EXERCISE OBJECTIVE
Copy out every line of the data that has the word "HourlyProfile" somewhere in it.

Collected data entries
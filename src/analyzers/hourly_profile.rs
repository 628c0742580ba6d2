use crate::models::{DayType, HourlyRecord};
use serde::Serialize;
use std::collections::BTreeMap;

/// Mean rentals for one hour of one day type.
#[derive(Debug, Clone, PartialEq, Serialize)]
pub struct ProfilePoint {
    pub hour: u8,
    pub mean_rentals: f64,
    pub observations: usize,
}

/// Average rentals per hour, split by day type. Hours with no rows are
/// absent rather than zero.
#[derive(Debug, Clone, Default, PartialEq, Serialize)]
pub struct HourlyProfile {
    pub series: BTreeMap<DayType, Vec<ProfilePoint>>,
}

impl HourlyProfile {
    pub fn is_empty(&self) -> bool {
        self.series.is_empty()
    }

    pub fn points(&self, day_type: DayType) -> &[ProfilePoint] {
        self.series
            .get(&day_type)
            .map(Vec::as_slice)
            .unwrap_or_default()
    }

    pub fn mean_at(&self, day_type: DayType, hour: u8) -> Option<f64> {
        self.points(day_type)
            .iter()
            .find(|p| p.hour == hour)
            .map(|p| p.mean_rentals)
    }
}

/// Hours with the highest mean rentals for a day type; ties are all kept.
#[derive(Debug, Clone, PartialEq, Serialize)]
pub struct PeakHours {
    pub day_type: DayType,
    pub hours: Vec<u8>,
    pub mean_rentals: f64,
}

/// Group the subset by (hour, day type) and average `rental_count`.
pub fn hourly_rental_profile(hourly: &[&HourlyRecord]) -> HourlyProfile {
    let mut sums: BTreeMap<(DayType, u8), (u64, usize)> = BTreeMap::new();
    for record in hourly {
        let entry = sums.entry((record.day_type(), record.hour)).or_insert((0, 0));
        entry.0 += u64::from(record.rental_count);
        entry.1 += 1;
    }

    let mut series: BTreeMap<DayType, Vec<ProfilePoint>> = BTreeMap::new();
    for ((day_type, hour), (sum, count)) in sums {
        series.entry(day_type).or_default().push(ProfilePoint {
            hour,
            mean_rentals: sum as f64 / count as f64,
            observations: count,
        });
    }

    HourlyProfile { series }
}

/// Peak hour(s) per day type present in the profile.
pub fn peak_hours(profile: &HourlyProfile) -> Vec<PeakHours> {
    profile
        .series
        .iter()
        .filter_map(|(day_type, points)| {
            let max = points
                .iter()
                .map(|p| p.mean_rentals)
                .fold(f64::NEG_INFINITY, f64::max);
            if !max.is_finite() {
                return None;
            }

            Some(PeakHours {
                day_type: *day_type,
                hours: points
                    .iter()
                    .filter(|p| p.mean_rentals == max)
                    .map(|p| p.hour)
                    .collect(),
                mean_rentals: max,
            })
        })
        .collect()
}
...
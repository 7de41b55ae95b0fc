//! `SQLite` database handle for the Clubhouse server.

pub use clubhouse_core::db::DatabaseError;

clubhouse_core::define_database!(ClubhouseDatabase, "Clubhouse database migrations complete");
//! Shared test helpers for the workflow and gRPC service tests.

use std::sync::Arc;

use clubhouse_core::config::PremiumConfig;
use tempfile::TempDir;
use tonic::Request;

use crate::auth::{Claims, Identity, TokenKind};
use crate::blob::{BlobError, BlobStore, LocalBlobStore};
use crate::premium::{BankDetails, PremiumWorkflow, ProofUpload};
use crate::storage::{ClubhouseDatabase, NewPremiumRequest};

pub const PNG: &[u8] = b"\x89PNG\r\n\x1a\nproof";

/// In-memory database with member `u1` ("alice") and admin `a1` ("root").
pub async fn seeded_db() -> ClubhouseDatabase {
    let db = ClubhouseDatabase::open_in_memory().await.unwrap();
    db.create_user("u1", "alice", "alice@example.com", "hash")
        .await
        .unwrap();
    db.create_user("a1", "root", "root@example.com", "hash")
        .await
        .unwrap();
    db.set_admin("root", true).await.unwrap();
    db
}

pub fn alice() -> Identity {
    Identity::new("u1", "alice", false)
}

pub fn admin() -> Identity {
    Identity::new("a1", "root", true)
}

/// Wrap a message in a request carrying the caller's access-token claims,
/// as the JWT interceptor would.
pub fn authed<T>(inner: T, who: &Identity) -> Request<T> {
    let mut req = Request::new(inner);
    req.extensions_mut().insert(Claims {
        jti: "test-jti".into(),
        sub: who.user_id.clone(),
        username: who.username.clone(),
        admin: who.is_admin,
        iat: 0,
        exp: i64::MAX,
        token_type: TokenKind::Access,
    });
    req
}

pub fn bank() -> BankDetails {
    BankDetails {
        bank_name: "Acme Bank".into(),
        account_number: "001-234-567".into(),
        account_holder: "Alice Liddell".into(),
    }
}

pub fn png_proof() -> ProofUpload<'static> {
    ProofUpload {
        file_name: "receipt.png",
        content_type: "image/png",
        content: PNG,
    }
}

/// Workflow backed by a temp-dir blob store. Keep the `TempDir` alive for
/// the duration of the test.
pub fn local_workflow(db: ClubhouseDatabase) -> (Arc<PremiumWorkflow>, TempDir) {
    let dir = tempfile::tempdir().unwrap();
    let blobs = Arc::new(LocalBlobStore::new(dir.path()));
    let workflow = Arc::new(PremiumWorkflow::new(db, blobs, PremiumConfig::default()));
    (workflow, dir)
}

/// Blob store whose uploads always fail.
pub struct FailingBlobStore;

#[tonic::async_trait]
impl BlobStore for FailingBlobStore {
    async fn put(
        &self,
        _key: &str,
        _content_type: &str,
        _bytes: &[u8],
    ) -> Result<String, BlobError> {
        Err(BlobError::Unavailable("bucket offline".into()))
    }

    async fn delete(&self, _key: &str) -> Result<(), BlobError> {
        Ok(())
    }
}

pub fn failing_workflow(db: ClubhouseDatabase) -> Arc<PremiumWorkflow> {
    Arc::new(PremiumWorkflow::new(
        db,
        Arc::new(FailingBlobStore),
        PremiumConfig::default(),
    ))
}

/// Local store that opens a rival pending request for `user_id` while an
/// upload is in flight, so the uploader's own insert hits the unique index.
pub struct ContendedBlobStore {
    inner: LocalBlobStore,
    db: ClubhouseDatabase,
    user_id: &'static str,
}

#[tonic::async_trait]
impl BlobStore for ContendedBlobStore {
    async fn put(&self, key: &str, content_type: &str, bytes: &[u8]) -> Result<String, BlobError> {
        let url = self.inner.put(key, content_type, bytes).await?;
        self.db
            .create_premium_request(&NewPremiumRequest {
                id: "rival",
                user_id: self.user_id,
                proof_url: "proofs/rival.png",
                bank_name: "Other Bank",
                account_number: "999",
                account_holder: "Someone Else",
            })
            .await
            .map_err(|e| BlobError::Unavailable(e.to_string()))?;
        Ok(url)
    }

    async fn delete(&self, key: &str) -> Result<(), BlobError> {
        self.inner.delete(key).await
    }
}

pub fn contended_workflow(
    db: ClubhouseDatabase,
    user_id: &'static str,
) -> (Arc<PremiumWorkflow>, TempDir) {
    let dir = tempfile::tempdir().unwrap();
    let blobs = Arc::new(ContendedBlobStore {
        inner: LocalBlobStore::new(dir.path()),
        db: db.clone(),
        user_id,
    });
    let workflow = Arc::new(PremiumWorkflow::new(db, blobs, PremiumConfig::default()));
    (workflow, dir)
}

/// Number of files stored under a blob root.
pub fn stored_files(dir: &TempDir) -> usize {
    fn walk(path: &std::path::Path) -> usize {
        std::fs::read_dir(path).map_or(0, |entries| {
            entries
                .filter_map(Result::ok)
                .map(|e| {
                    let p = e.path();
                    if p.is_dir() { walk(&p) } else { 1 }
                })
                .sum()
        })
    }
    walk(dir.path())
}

REPLY
pub struct HourlyProfile {
impl HourlyProfile {
pub fn hourly_rental_profile(hourly: &[&HourlyRecord]) -> HourlyProfile {
    HourlyProfile { series }
pub fn peak_hours(profile: &HourlyProfile) -> Vec<PeakHours> {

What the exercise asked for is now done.